Texto  Mark Synnott   Fotografias  Carolyn Drake

É com isto que o fim do mundo se parece”, diz Yusup Kamalov, varrendo num gesto a paisagem coberta de arbustos que se espraia diante dos nossos olhos. “Se alguma vez acontecer o Armagedão, o povo do Karakalpakstão será o único a prevalecer, porque já está a vivê-lo.”

Do alto de uma falésia arenosa nesta região do Norte do Usbequistão, com um nome tão provável que poderia provir de uma banda desenhada de Hergé, o panorama poderia ser o de quase qualquer deserto, excepto pelos montes de conchas marinhas e barcos de pesca em seco, encalhados, enferrujando sobre a areia. Este lugar foi, antigamente, a ponta de uma península que entrava pelo mar de Aral. Até à década de 1960, era a quarta maior superfície de água do mundo, abrangendo cerca de 67 mil quilómetros quadrados. Atrás de nós, situa-se a vila de Muynoq, uma antiga aldeia piscatória próspera com uma grande indústria conserveira que, na década de 1980, enlatava milhares de toneladas de peixe por ano. Há 50 anos, a costa meridional do mar de Aral localizava-se exactamente onde hoje pomos os pés: agora, fica 90 quilómetros para noroeste.

O mar de Aral está implantado entre o Cazaquistão e o Usbequistão e, durante milhares de anos, foi alimentado por dois rios – o Amu Darya e o Syr Darya. Sem escoamento, o nível das águas do mar era mantido graças a um equilíbrio natural entre o afluxo de água e a sua evaporação.

Yusup trouxe-me aqui para eu ver o que restava de um mar outrora rico. Este investigador especialista em energia eólica da Academia das Ciências do Usbequistão é, aos 64 anos, um ambientalista militante. Preside à União para a Defesa do Mar de Aral e do Amu Darya e descende de uma influente família usbeque: o seu pai foi um historiador famoso na era soviética e o avô foi o último khan (chefe) eleito da república semiautónoma do Karakalpakstão, antes de esta ser integrada na República Soviética Socialista do Usbequistão durante a década de 1930.
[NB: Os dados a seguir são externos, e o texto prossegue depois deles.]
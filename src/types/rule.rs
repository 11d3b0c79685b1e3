use std::fmt;

use super::Value;

/// One row of a decision table.
///
/// `title` and `description` are metadata only. The rule matches when
/// `expression` evaluates to `true`, or to `false` if `negate` is set, and a
/// match contributes `outcome` to the result.
#[derive(Debug, Clone, PartialEq, Default)]
#[cfg_attr(feature = "serde", derive(serde::Serialize, serde::Deserialize))]
#[cfg_attr(feature = "serde", serde(default, deny_unknown_fields))]
pub struct Rule {
    pub title: String,
    pub description: String,
    pub expression: String,
    pub negate: bool,
    /// Value contributed on a match. `Some(Value::Null)` does not survive
    /// serde: it serializes as `null` and deserializes as `None`.
    pub outcome: Option<Value>,
}

impl Rule {
    #[must_use]
    pub fn new(title: impl Into<String>, expression: impl Into<String>) -> Self {
        Self {
            title: title.into(),
            expression: expression.into(),
            ..Self::default()
        }
    }

    #[must_use]
    pub fn with_outcome(mut self, outcome: impl Into<Value>) -> Self {
        self.outcome = Some(outcome.into());
        self
    }

    #[must_use]
    pub fn with_description(mut self, description: impl Into<String>) -> Self {
        self.description = description.into();
        self
    }

    #[must_use]
    pub fn negated(mut self) -> Self {
        self.negate = true;
        self
    }

    /// XOR of the raw expression result with `negate`.
    #[must_use]
    pub fn matches(&self, expression_result: bool) -> bool {
        expression_result != self.negate
    }

    /// Copy of this rule with the outcome cleared, as it appears in a
    /// [`ResultSet`](super::ResultSet) when the rule did not fire.
    pub(crate) fn unfired(&self) -> Self {
        Self {
            title: self.title.clone(),
            description: self.description.clone(),
            expression: self.expression.clone(),
            negate: self.negate,
            outcome: None,
        }
    }
}

impl fmt::Display for Rule {
    fn fmt(&self, f: &mut fmt::Formatter<'_>) -> fmt::Result {
        if self.negate {
            write!(f, "{}: NOT ({})", self.title, self.expression)?;
        } else {
            write!(f, "{}: {}", self.title, self.expression)?;
        }
        if let Some(outcome) = &self.outcome {
            write!(f, " => {outcome}")?;
        }
        Ok(())
    }
}

/// Intermediate builder passed to the rule definition closure of
/// [`DecisionTableBuilder::rule()`](super::DecisionTableBuilder::rule).
#[derive(Debug, Default)]
pub struct RuleBuilder {
    pub(crate) rule: Rule,
}

impl RuleBuilder {
    /// Set the rule's boolean expression.
    #[must_use]
    pub fn when(mut self, expression: impl Into<String>) -> Self {
        self.rule.expression = expression.into();
        self
    }

    /// Match when the expression is `false` instead of `true`.
    #[must_use]
    pub fn negate(mut self) -> Self {
        self.rule.negate = true;
        self
    }

    /// Value produced when this rule matches.
    #[must_use]
    pub fn outcome(mut self, outcome: impl Into<Value>) -> Self {
        self.rule.outcome = Some(outcome.into());
        self
    }

    #[must_use]
    pub fn description(mut self, description: impl Into<String>) -> Self {
        self.rule.description = description.into();
        self
    }
}
//! Console host for the controller
//!
//! Stands in for an application shell: it owns the "host is alive" flag, turns
//! stdin lines into start/stop requests and prints every status change.

use anyhow::{Context, Result};
use std::io::BufRead;
use std::sync::atomic::{AtomicBool, Ordering};
use std::sync::{mpsc, Arc};
use tracing::{info, warn};

use crate::config::Config;
use crate::controller::launcher::ChildLauncher;
use crate::controller::{ControllerSession, ControllerSettings};

#[derive(Debug, Clone, Copy, PartialEq, Eq)]
pub enum HostCommand {
    Start,
    Stop,
    Status,
    Help,
    Quit,
}

impl HostCommand {
    pub fn parse(line: &str) -> Option<Self> {
        match line.trim().to_ascii_lowercase().as_str() {
            "start" => Some(HostCommand::Start),
            "stop" => Some(HostCommand::Stop),
            "status" => Some(HostCommand::Status),
            "help" | "?" => Some(HostCommand::Help),
            "quit" | "exit" => Some(HostCommand::Quit),
            _ => None,
        }
    }
}

enum HostEvent {
    Line(String),
    InputClosed,
    Interrupted,
}

fn print_commands() {
    println!("Commands:");
    println!("    start     Launch the recorder and start recording");
    println!("    stop      Stop recording and wait for the video");
    println!("    status    Show the last recorder status");
    println!("    help      Show this list");
    println!("    quit      Stop any recording and exit");
}

fn spawn_stdin_reader(events: mpsc::Sender<HostEvent>) -> std::io::Result<()> {
    std::thread::Builder::new()
        .name("stdin".to_string())
        .spawn(move || {
            for line in std::io::stdin().lock().lines() {
                let Ok(line) = line else {
                    break;
                };
                if events.send(HostEvent::Line(line)).is_err() {
                    return;
                }
            }
            let _ = events.send(HostEvent::InputClosed);
        })
        .map(|_| ())
}

/// Run the controller behind a line-based console until `quit`, EOF or Ctrl+C
pub fn run_console_host(config: Config) -> Result<()> {
    let settings = ControllerSettings::from_config(&config)?;
    let launcher = Arc::new(ChildLauncher::from_config(&config)?);
    let host_alive = Arc::new(AtomicBool::new(true));

    let (status_tx, status_rx) = mpsc::channel::<String>();
    let controller =
        ControllerSession::new(settings, launcher, host_alive.clone()).with_status_updates(status_tx);

    std::thread::Builder::new()
        .name("status-printer".to_string())
        .spawn(move || {
            for status in status_rx {
                println!("[recorder] {}", status);
            }
        })
        .context("Failed to spawn status printer")?;

    let (events_tx, events_rx) = mpsc::channel();
    let interrupt_tx = events_tx.clone();
    let interrupt_alive = host_alive.clone();
    ctrlc::set_handler(move || {
        info!("Ctrl+C received, shutting down...");
        interrupt_alive.store(false, Ordering::SeqCst);
        let _ = interrupt_tx.send(HostEvent::Interrupted);
    })
    .context("Failed to install Ctrl+C handler")?;
    spawn_stdin_reader(events_tx).context("Failed to spawn stdin reader")?;

    let params = config.recording.start_params();
    if config.recording.record_on_launch {
        info!("Recording on launch");
        controller.request_start(params.clone());
    }
    print_commands();

    for event in events_rx {
        let line = match event {
            HostEvent::Line(line) => line,
            HostEvent::InputClosed => {
                info!("Console input closed");
                break;
            }
            HostEvent::Interrupted => break,
        };

        match HostCommand::parse(&line) {
            Some(HostCommand::Start) => controller.request_start(params.clone()),
            Some(HostCommand::Stop) => controller.request_stop(),
            Some(HostCommand::Status) => println!("{}", controller.status()),
            Some(HostCommand::Help) => print_commands(),
            Some(HostCommand::Quit) => break,
            None if line.trim().is_empty() => {}
            None => warn!("Unknown command {:?}; type `help` for the list", line.trim()),
        }
    }

    host_alive.store(false, Ordering::SeqCst);
    if controller.is_active() {
        println!("Waiting for the recorder to finish the video...");
    }
    controller.request_stop();
    info!("Host exiting");
    Ok(())
}

#[cfg(test)]
mod tests {
    use super::*;

    #[test]
    fn test_parse_host_commands() {
        assert_eq!(HostCommand::parse("start"), Some(HostCommand::Start));
        assert_eq!(HostCommand::parse("  STOP \n"), Some(HostCommand::Stop));
        assert_eq!(HostCommand::parse("exit"), Some(HostCommand::Quit));
        assert_eq!(HostCommand::parse("?"), Some(HostCommand::Help));
        assert_eq!(HostCommand::parse("record"), None);
    }
}
//! Line protocol spoken between the controller and the recorder
//!
//! Commands travel controller -> recorder, responses travel recorder -> controller.
//! Every message is exactly one line of UTF-8 text. Commands are tagged with a
//! sentinel prefix; responses are either a sentinel control signal or an opaque
//! status string meant for display.

use std::fmt;
use std::path::PathBuf;
use thiserror::Error;

/// Sets the process id the recorder should watch for liveness
pub const SET_PEER_PID_PREFIX: &str = "@SET_UNITY_PID@";
/// Starts a recording; followed by `!key=value_key=value...`
pub const START_PREFIX: &str = "@START@";
/// Requests a graceful stop (exact match)
pub const STOP: &str = "@STOP@";

/// Recorder halted on its own (hard frame limit)
pub const EMERGENCY_STOP: &str = "@EMERGENCY_STOP@";
/// Recorder finished finalizing and is about to exit
pub const END: &str = "@END@";

const PARAMS_MARKER: char = '!';
const PARAM_SEPARATOR: char = '_';
const KEY_VALUE_SEPARATOR: char = '=';

pub const DEFAULT_FRAME_LIMIT: u64 = 60_000;
pub const DEFAULT_FRAME_RATE: u32 = 14;
pub const DEFAULT_DIRECTORY: &str = "Recording";

#[derive(Debug, Error, PartialEq, Eq)]
pub enum ProtocolError {
    #[error("unrecognized command: {0:?}")]
    UnrecognizedCommand(String),

    #[error("invalid peer process id: {0:?}")]
    InvalidPeerId(String),

    #[error("value for {key} cannot be sent over the command channel: {value:?}")]
    UnencodableValue { key: &'static str, value: String },
}

/// Parameters carried by a `Start` command
#[derive(Debug, Clone, PartialEq, Eq)]
pub struct StartParams {
    /// Hard frame limit; crossing it forces an emergency stop
    pub frame_limit: u64,
    /// Frame rate of the output video
    pub frame_rate: u32,
    /// Directory receiving the intermediate frames and the output video
    pub directory_path: PathBuf,
}

impl Default for StartParams {
    fn default() -> Self {
        Self {
            frame_limit: DEFAULT_FRAME_LIMIT,
            frame_rate: DEFAULT_FRAME_RATE,
            directory_path: PathBuf::from(DEFAULT_DIRECTORY),
        }
    }
}

impl StartParams {
    /// Apply a `key=value_key=value` payload on top of the current values.
    ///
    /// Unknown keys and fragments without exactly one `=` are ignored. A numeric
    /// value that does not parse leaves the current value untouched.
    pub fn apply_payload(&mut self, payload: &str) {
        for parameter in payload.split(PARAM_SEPARATOR) {
            let mut parts = parameter.split(KEY_VALUE_SEPARATOR);
            let (Some(key), Some(value), None) = (parts.next(), parts.next(), parts.next()) else {
                continue;
            };

            match key {
                "frameLimit" => {
                    if let Ok(limit) = value.parse() {
                        self.frame_limit = limit;
                    }
                }
                "frameRate" => {
                    if let Ok(rate) = value.parse() {
                        self.frame_rate = rate;
                    }
                }
                "directoryPath" => self.directory_path = PathBuf::from(value),
                _ => {}
            }
        }
    }

    /// Check that every value survives the trip over the command channel
    pub fn validate(&self) -> Result<(), ProtocolError> {
        check_encodable("directoryPath", &self.directory_path.to_string_lossy())
    }

    fn encode(&self) -> Result<String, ProtocolError> {
        self.validate()?;
        let directory = self.directory_path.to_string_lossy();

        Ok(format!(
            "{START_PREFIX}{PARAMS_MARKER}frameLimit={}_frameRate={}_directoryPath={}",
            self.frame_limit, self.frame_rate, directory
        ))
    }
}

fn check_encodable(key: &'static str, value: &str) -> Result<(), ProtocolError> {
    let forbidden = |c: char| c == PARAM_SEPARATOR || c == KEY_VALUE_SEPARATOR || c == '\n' || c == '\r';
    if value.is_empty() || value.contains(forbidden) {
        return Err(ProtocolError::UnencodableValue {
            key,
            value: value.to_string(),
        });
    }
    Ok(())
}

/// Commands sent from the controller to the recorder
#[derive(Debug, Clone, PartialEq, Eq)]
pub enum Command {
    SetPeerId(u32),
    Start(StartParams),
    Stop,
}

impl Command {
    /// Parse one command line. Trailing `\r` from CRLF peers is tolerated.
    pub fn parse(line: &str) -> Result<Self, ProtocolError> {
        let line = line.trim_end_matches('\r');

        if line == STOP {
            return Ok(Command::Stop);
        }

        if let Some(pid) = line.strip_prefix(SET_PEER_PID_PREFIX) {
            return pid
                .trim()
                .parse()
                .map(Command::SetPeerId)
                .map_err(|_| ProtocolError::InvalidPeerId(pid.to_string()));
        }

        if let Some(rest) = line.strip_prefix(START_PREFIX) {
            let payload = rest.strip_prefix(PARAMS_MARKER).unwrap_or(rest);
            let mut params = StartParams::default();
            params.apply_payload(payload);
            return Ok(Command::Start(params));
        }

        Err(ProtocolError::UnrecognizedCommand(line.to_string()))
    }

    /// Encode the command as a single line (without the terminator)
    pub fn encode(&self) -> Result<String, ProtocolError> {
        match self {
            Command::SetPeerId(pid) => Ok(format!("{SET_PEER_PID_PREFIX}{pid}")),
            Command::Start(params) => params.encode(),
            Command::Stop => Ok(STOP.to_string()),
        }
    }
}

/// Messages sent from the recorder back to the controller
#[derive(Debug, Clone, PartialEq, Eq)]
pub enum Response {
    /// Human-readable status line
    Status(String),
    EmergencyStop,
    End,
}

impl Response {
    pub fn status(message: impl Into<String>) -> Self {
        Response::Status(message.into())
    }

    /// Every line that is not a sentinel is a status string
    pub fn parse(line: &str) -> Self {
        match line.trim_end_matches('\r') {
            EMERGENCY_STOP => Response::EmergencyStop,
            END => Response::End,
            other => Response::Status(other.to_string()),
        }
    }

    /// Encode as a single line; embedded line breaks are flattened to spaces
    pub fn encode(&self) -> String {
        match self {
            Response::Status(message) => message.replace(['\r', '\n'], " "),
            Response::EmergencyStop => EMERGENCY_STOP.to_string(),
            Response::End => END.to_string(),
        }
    }
}

impl fmt::Display for Response {
    fn fmt(&self, f: &mut fmt::Formatter<'_>) -> fmt::Result {
        f.write_str(&self.encode())
    }
}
O seu país ainda não possui um único parque eólico, mas isso não fez esmorecer o entusiasmo de Yusup pela sua área profissional de eleição. A obsessão pelo vento levou-o a construir duas asas-delta, com as quais costuma voar para melhor compreender as correntes atmosféricas.

“Quero conhecer o vento tão bem como uma ave”, afirma. Mas os seus interesses abrangem todas as componentes do ambiente: por isso, Yusup pôs de lado a sua investigação para me mostrar o que resta hoje de uma antiga massa de água cheia de vida e sobretudo o rasto que as águas em retrocesso deixaram para trás.

O mar de Aral está implantado entre o Cazaquistão e o Usbequistão e, durante milhares de anos, foi alimentado por dois rios – o Amu Darya e o Syr Darya. Sem escoamento, o nível das águas do mar era mantido graças a um equilíbrio natural entre o afluxo de água e a sua evaporação.

Durante séculos, o mar de Aral e os seus deltas asseguraram o sustento de uma miríade de povoados distribuídos ao longo da Rota da Seda, que unia a China à Europa. Estas antigas populações de tajiques, usbeques e cazaques e outros grupos étnicos prosperaram como agricultores, pescadores, pastores, mercadores e artesãos.

A situação alterou-se quando a República Soviética Socialista dos Usbeques passou a fazer parte do então frágil império soviético, na década de 1920, e Estaline decidiu transformar estas repúblicas da Ásia Central em gigantescas plantações de algodão. O clima árido desta zona do planeta está mal talhado para acolher uma cultura tão sedenta de água e os soviéticos desenvolveram um dos mais ambiciosos projectos de engenharia da história mundial, escavando à mão milhares de quilómetros de canais de irrigação para transvasar as águas do Amu Darya e do Syr Darya para o deserto circundante.

“Até ao início da década de 1960, o sistema manteve-se estável”, explicou Philip Micklin, quando o contactei por telefone. Professor de geografia na Universidade de Western Michigan, Philip passou a sua carreira a estudar questões associadas à gestão dos recursos hídricos na antiga União Soviética. Realizou cerca de 25 viagens à Ásia Central. Ao longo dos anos, foi assistindo, em primeira mão, à destruição do mar de Aral. “Quando, na década de 1960, acrescentaram ainda mais canais, aconteceu a proverbial gota de água que fez transbordar o copo”, afirmou. “De repente, o sistema deixou de ser sustentável. Os engenheiros sabiam bem o que faziam, mas não tinham consciência das consequências ecológicas em toda a sua amplitude, nem da rapidez com que o mar desapareceria.”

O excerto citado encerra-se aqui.